Proyecto ContraSIDA por Vida
Proyecto ContraSIDA por Vida (also known as PCPV and Proyecto) was a non-profit HIV-prevention agency located in the Mission District of San Francisco that provided community-based healthcare for the Latino/a and LGBT communities. It was one of several community-based health organizations that emerged in response to the AIDS crisis. Proyecto ContraSIDA por Vida emerged from a variety of organizations that aimed at reducing the spread of HIV in communities of color. Some of the predecessor organizations of PCPV were the National Task Force on AIDS Prevention (NTFAP), the Gay Latino Alliance (GALA), and Community United in Responding to AIDS/SIDA (CURAS), among others. Some of the leaders who came together to create PCPV included Ricardo Bracho, Diane Felix, Jesse Johnson, Hector León, Reggie Williams, and Martín Ornellas-Quintero.
Contributions to activist methodologies
Three components distinguished PCPV's unique contribution to LGBT organizations and AIDS advocacy efforts: a commitment to multi-gender organizing, sex-positive programming, and principles of harm reduction. Operated from 1993 to 2005, the agency had emerged from the CURAS (Community Responding to AIDS/SIDA) and targeted those under-served by existing HIV-prevention resources, including transgender women, Spanish-speaking immigrants, Latino youth, and neighborhood sex workers.
PCPV was committed to new forms of community building. It promoted health education by addressing differences in age, language, class, immigrant status, and gender. Its dynamic approach to community engagement, education, and outreach was inspired by Paulo Freire, the Centre for Contemporary Cultural Studies at the University of Birmingham, ACT-UP, and El movimiento de liberación gay based in Mexico City.
PCPV's approach, programming, and materials were characterized by multilingualism, neologism, bold social marketing, and enacting cultural fluency. Organized as a constellation of community agents committed to creative care-taking and activist intervention, PCPV served as a springboard for many notable Latinx artists, activists, academics, and allies. The distinctive tone of its mission statement, drafted by Chicano playwright Ricardo Bracho, captures the multi-lingual flavor and political urgency of the group's radical vision:
Proyecto ContraSIDA is coming to you—you joto, you macha, you vestigial, you queer, you femme, you girls and boys and boygirls and girlboys de ambiente, con la fé and fearlessness that we can combat AIDS, determine our own destinos, and love ourselves and each other con dignidad, humor, y lujuria.

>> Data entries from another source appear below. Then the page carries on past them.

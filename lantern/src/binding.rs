//! Property bindings shared between consumers, templates and action handlers.
//!
//! A [`Binding`] is a cheap-to-clone handle to one shared value. Every clone
//! sees the same value, so a binding handed to several properties (or to the
//! consumer and an overlay at once) keeps them all in sync. The overlay core
//! only ever goes through [`Binding::get`] / [`Binding::set`].

use std::collections::BTreeMap;
use std::sync::{Arc, RwLock};

/// Property value type.
pub type Value = serde_json::Value;

/// Shared property value.
///
/// # Example
///
/// ```ignore
/// let title = Binding::new("Rename");
/// let modal = OverlayDescriptor::modal()
///     .content(ContentProvider::template("rename"))
///     .bind("title", title.clone());
///
/// title.set("Rename file");
/// ```
#[derive(Debug, Clone)]
pub struct Binding {
    inner: Arc<RwLock<Value>>,
}

impl Binding {
    /// Create a new binding with the given value
    pub fn new(value: impl Into<Value>) -> Self {
        Self {
            inner: Arc::new(RwLock::new(value.into())),
        }
    }

    /// Get a clone of the current value
    pub fn get(&self) -> Value {
        self.inner
            .read()
            .map(|guard| guard.clone())
            .unwrap_or_else(|poisoned| poisoned.into_inner().clone())
    }

    /// Set a new value
    pub fn set(&self, value: impl Into<Value>) {
        let value = value.into();
        *self.inner.write().unwrap_or_else(|e| e.into_inner()) = value;
    }

    /// Current value formatted for display.
    ///
    /// Strings render without quotes and `null` renders as an empty string.
    pub fn display(&self) -> String {
        display_value(&self.get())
    }
}

impl Default for Binding {
    fn default() -> Self {
        Self::new(Value::Null)
    }
}

/// Format a value for display in rendered text.
pub fn display_value(value: &Value) -> String {
    match value {
        Value::Null => String::new(),
        Value::String(s) => s.clone(),
        other => other.to_string(),
    }
}

/// A property as supplied on a descriptor.
#[derive(Debug, Clone)]
pub enum PropertyValue {
    /// Plain value. Each overlay instance gets its own binding for it.
    Static(Value),
    /// Consumer-owned binding, shared with the overlay.
    Bound(Binding),
}

/// Properties declared on a descriptor, passed through to the renderer.
#[derive(Debug, Clone, Default)]
pub struct Properties {
    entries: BTreeMap<String, PropertyValue>,
}

impl Properties {
    pub fn new() -> Self {
        Self::default()
    }

    /// Declare a plain property.
    pub fn insert(&mut self, name: impl Into<String>, value: impl Into<Value>) {
        self.entries
            .insert(name.into(), PropertyValue::Static(value.into()));
    }

    /// Declare a property backed by a consumer binding.
    pub fn bind(&mut self, name: impl Into<String>, binding: Binding) {
        self.entries.insert(name.into(), PropertyValue::Bound(binding));
    }

    pub fn get(&self, name: &str) -> Option<&PropertyValue> {
        self.entries.get(name)
    }

    pub fn iter(&self) -> impl Iterator<Item = (&str, &PropertyValue)> {
        self.entries.iter().map(|(name, value)| (name.as_str(), value))
    }

    pub fn len(&self) -> usize {
        self.entries.len()
    }

    pub fn is_empty(&self) -> bool {
        self.entries.is_empty()
    }

    /// Turn the declared properties into live bindings for one overlay instance.
    ///
    /// Bound properties keep sharing the consumer's binding; static values are
    /// wrapped in fresh bindings owned by the instance.
    pub fn resolve(&self) -> ResolvedProperties {
        let bindings = self
            .entries
            .iter()
            .map(|(name, value)| {
                let binding = match value {
                    PropertyValue::Static(value) => Binding::new(value.clone()),
                    PropertyValue::Bound(binding) => binding.clone(),
                };
                (name.clone(), binding)
            })
            .collect();

        ResolvedProperties {
            bindings: Arc::new(RwLock::new(bindings)),
        }
    }
}

/// Live property bindings of one overlay instance.
///
/// Cloning shares the same set, so a template closure holding a clone sees
/// properties set later by action handlers.
#[derive(Debug, Clone, Default)]
pub struct ResolvedProperties {
    bindings: Arc<RwLock<BTreeMap<String, Binding>>>,
}

impl ResolvedProperties {
    /// Binding backing `name`, if declared.
    pub fn binding(&self, name: &str) -> Option<Binding> {
        self.bindings
            .read()
            .unwrap_or_else(|e| e.into_inner())
            .get(name)
            .cloned()
    }

    /// Current value of `name`.
    pub fn get(&self, name: &str) -> Option<Value> {
        self.binding(name).map(|binding| binding.get())
    }

    /// Current value of `name` formatted for display (empty if undeclared).
    pub fn display(&self, name: &str) -> String {
        self.get(name)
            .map(|value| display_value(&value))
            .unwrap_or_default()
    }

    /// Write `name` through its binding, declaring it if needed.
    pub fn set(&self, name: &str, value: impl Into<Value>) {
        if let Some(binding) = self.binding(name) {
            binding.set(value);
            return;
        }

        let mut bindings = self.bindings.write().unwrap_or_else(|e| e.into_inner());
        bindings
            .entry(name.to_string())
            .or_default()
            .set(value);
    }

    pub fn names(&self) -> Vec<String> {
        self.bindings
            .read()
            .unwrap_or_else(|e| e.into_inner())
            .keys()
            .cloned()
            .collect()
    }
}
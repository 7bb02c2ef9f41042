use std::sync::atomic::{AtomicU64, Ordering};

static NEXT_SEQ: AtomicU64 = AtomicU64::new(1);

/// Sequence number the next created event will get.
///
/// Events created before this call compare lower than it, events created
/// after compare equal or higher.
pub fn next_sequence() -> u64 {
    NEXT_SEQ.load(Ordering::SeqCst)
}

/// One hop of an event's bubbling path.
#[derive(Debug, Clone, PartialEq, Eq)]
pub struct PathEntry {
    /// Element ID.
    pub id: String,
    /// Action declared on the element, if any.
    pub action: Option<String>,
}

impl PathEntry {
    pub fn new(id: impl Into<String>) -> Self {
        Self {
            id: id.into(),
            action: None,
        }
    }

    pub fn with_action(mut self, action: impl Into<String>) -> Self {
        self.action = Some(action.into());
        self
    }
}

/// High-level event with the element path it bubbles along.
///
/// `path[0]` is the physical target; the last entry is the outermost
/// ancestor (usually the document body). An empty path means the event
/// was not aimed at any element.
///
/// Every event gets a creation sequence number; clones keep it.
#[derive(Debug, Clone, PartialEq, Eq)]
pub struct Event {
    pub kind: EventKind,
    pub path: Vec<PathEntry>,
    pub seq: u64,
}

impl Event {
    pub fn new(kind: EventKind, path: Vec<PathEntry>) -> Self {
        Self {
            kind,
            path,
            seq: NEXT_SEQ.fetch_add(1, Ordering::SeqCst),
        }
    }

    /// Click aimed at nothing in particular.
    pub fn click_nowhere() -> Self {
        Self::new(EventKind::Click, Vec::new())
    }

    /// Key press with no element target.
    pub fn key(key: Key) -> Self {
        Self::new(
            EventKind::KeyDown {
                key,
                modifiers: Modifiers::new(),
            },
            Vec::new(),
        )
    }

    pub fn event_type(&self) -> EventType {
        self.kind.event_type()
    }

    /// The element the event physically targets.
    pub fn target(&self) -> Option<&PathEntry> {
        self.path.first()
    }

    /// Index of `id` in the bubbling path.
    pub fn position_of(&self, id: &str) -> Option<usize> {
        self.path.iter().position(|entry| entry.id == id)
    }

    /// Whether the event bubbles through the element with `id`.
    pub fn passes_through(&self, id: &str) -> bool {
        self.position_of(id).is_some()
    }
}

/// Event payload.
#[derive(Debug, Clone, PartialEq, Eq)]
pub enum EventKind {
    /// Mouse click (or tap) on the target.
    Click,
    /// Key press, delivered to the focused element.
    KeyDown { key: Key, modifiers: Modifiers },
    /// Value of an input element changed.
    Input { value: String },
}

impl EventKind {
    pub fn event_type(&self) -> EventType {
        match self {
            EventKind::Click => EventType::Click,
            EventKind::KeyDown { .. } => EventType::KeyDown,
            EventKind::Input { .. } => EventType::Input,
        }
    }
}

/// Event kinds without payload, used to key event bindings.
#[derive(Debug, Clone, Copy, PartialEq, Eq, Hash)]
pub enum EventType {
    Click,
    KeyDown,
    Input,
}

/// Simplified key representation
#[derive(Debug, Clone, Copy, PartialEq, Eq, Hash)]
pub enum Key {
    Char(char),
    Enter,
    Backspace,
    Delete,
    Tab,
    BackTab,
    Escape,
    Up,
    Down,
    Left,
    Right,
    Home,
    End,
    PageUp,
    PageDown,
    Insert,
    F(u8),
    /// Key with no representation here (media keys, lone modifiers).
    Unknown,
}

/// Key modifiers
#[derive(Debug, Clone, Copy, PartialEq, Eq, Default)]
pub struct Modifiers {
    pub shift: bool,
    pub ctrl: bool,
    pub alt: bool,
}

impl Modifiers {
    pub fn new() -> Self {
        Self::default()
    }

    pub fn shift() -> Self {
        Self {
            shift: true,
            ..Default::default()
        }
    }

    pub fn ctrl() -> Self {
        Self {
            ctrl: true,
            ..Default::default()
        }
    }

    pub fn none(&self) -> bool {
        !self.shift && !self.ctrl && !self.alt
    }
}

// Conversion from crossterm types
impl From<crossterm::event::KeyCode> for Key {
    fn from(code: crossterm::event::KeyCode) -> Self {
        use crossterm::event::KeyCode;
        match code {
            KeyCode::Char(c) => Key::Char(c),
            KeyCode::Enter => Key::Enter,
            KeyCode::Backspace => Key::Backspace,
            KeyCode::Delete => Key::Delete,
            KeyCode::Tab => Key::Tab,
            KeyCode::BackTab => Key::BackTab,
            KeyCode::Esc => Key::Escape,
            KeyCode::Up => Key::Up,
            KeyCode::Down => Key::Down,
            KeyCode::Left => Key::Left,
            KeyCode::Right => Key::Right,
            KeyCode::Home => Key::Home,
            KeyCode::End => Key::End,
            KeyCode::PageUp => Key::PageUp,
            KeyCode::PageDown => Key::PageDown,
            KeyCode::Insert => Key::Insert,
            KeyCode::F(n) => Key::F(n),
            _ => Key::Unknown,
        }
    }
}

impl From<crossterm::event::KeyModifiers> for Modifiers {
    fn from(mods: crossterm::event::KeyModifiers) -> Self {
        use crossterm::event::KeyModifiers;
        Self {
            shift: mods.contains(KeyModifiers::SHIFT),
            ctrl: mods.contains(KeyModifiers::CONTROL),
            alt: mods.contains(KeyModifiers::ALT),
        }
    }
}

This mission statement recognizes the complex and culturally specific ways in which people identify their gender and sexuality. The organization's name includes references to two important concepts in Chicana/o street culture, "con safos", often written as C/S, and por vida, often written as P/V.
PCPV's model of innovative community engagement attracted the attention of several scholars, some of whom had formal and informal ties to the organization. University of California, Berkeley professor, Juana María Rodríguez devotes a chapter of her book Queer Latinidad: Identity Practices, Discursive Spaces to the organization, focusing on its inventive use of linguistic and visual practices, and outlining how PCPV organizing practices challenged existing identity-based models of community engagement. Oral historian Horacio Roque Ramirez documents the lives of numerous PCPV members including Diane Felix, and outlines the related cultural and social movements that contributed to its formation, in his 2001 dissertation "Communities of Desire: Queer Latina/Latino History and Memory, San Francisco Bay Area, 1960-1990s" and in numerous other articles. In 2004, Jaime Cortez produced a bilingual graphic novel, Sexilio/Sexile about Adela Vazquez and credits "the diasporic folk of Proyecto Village" with the inspiration for that project.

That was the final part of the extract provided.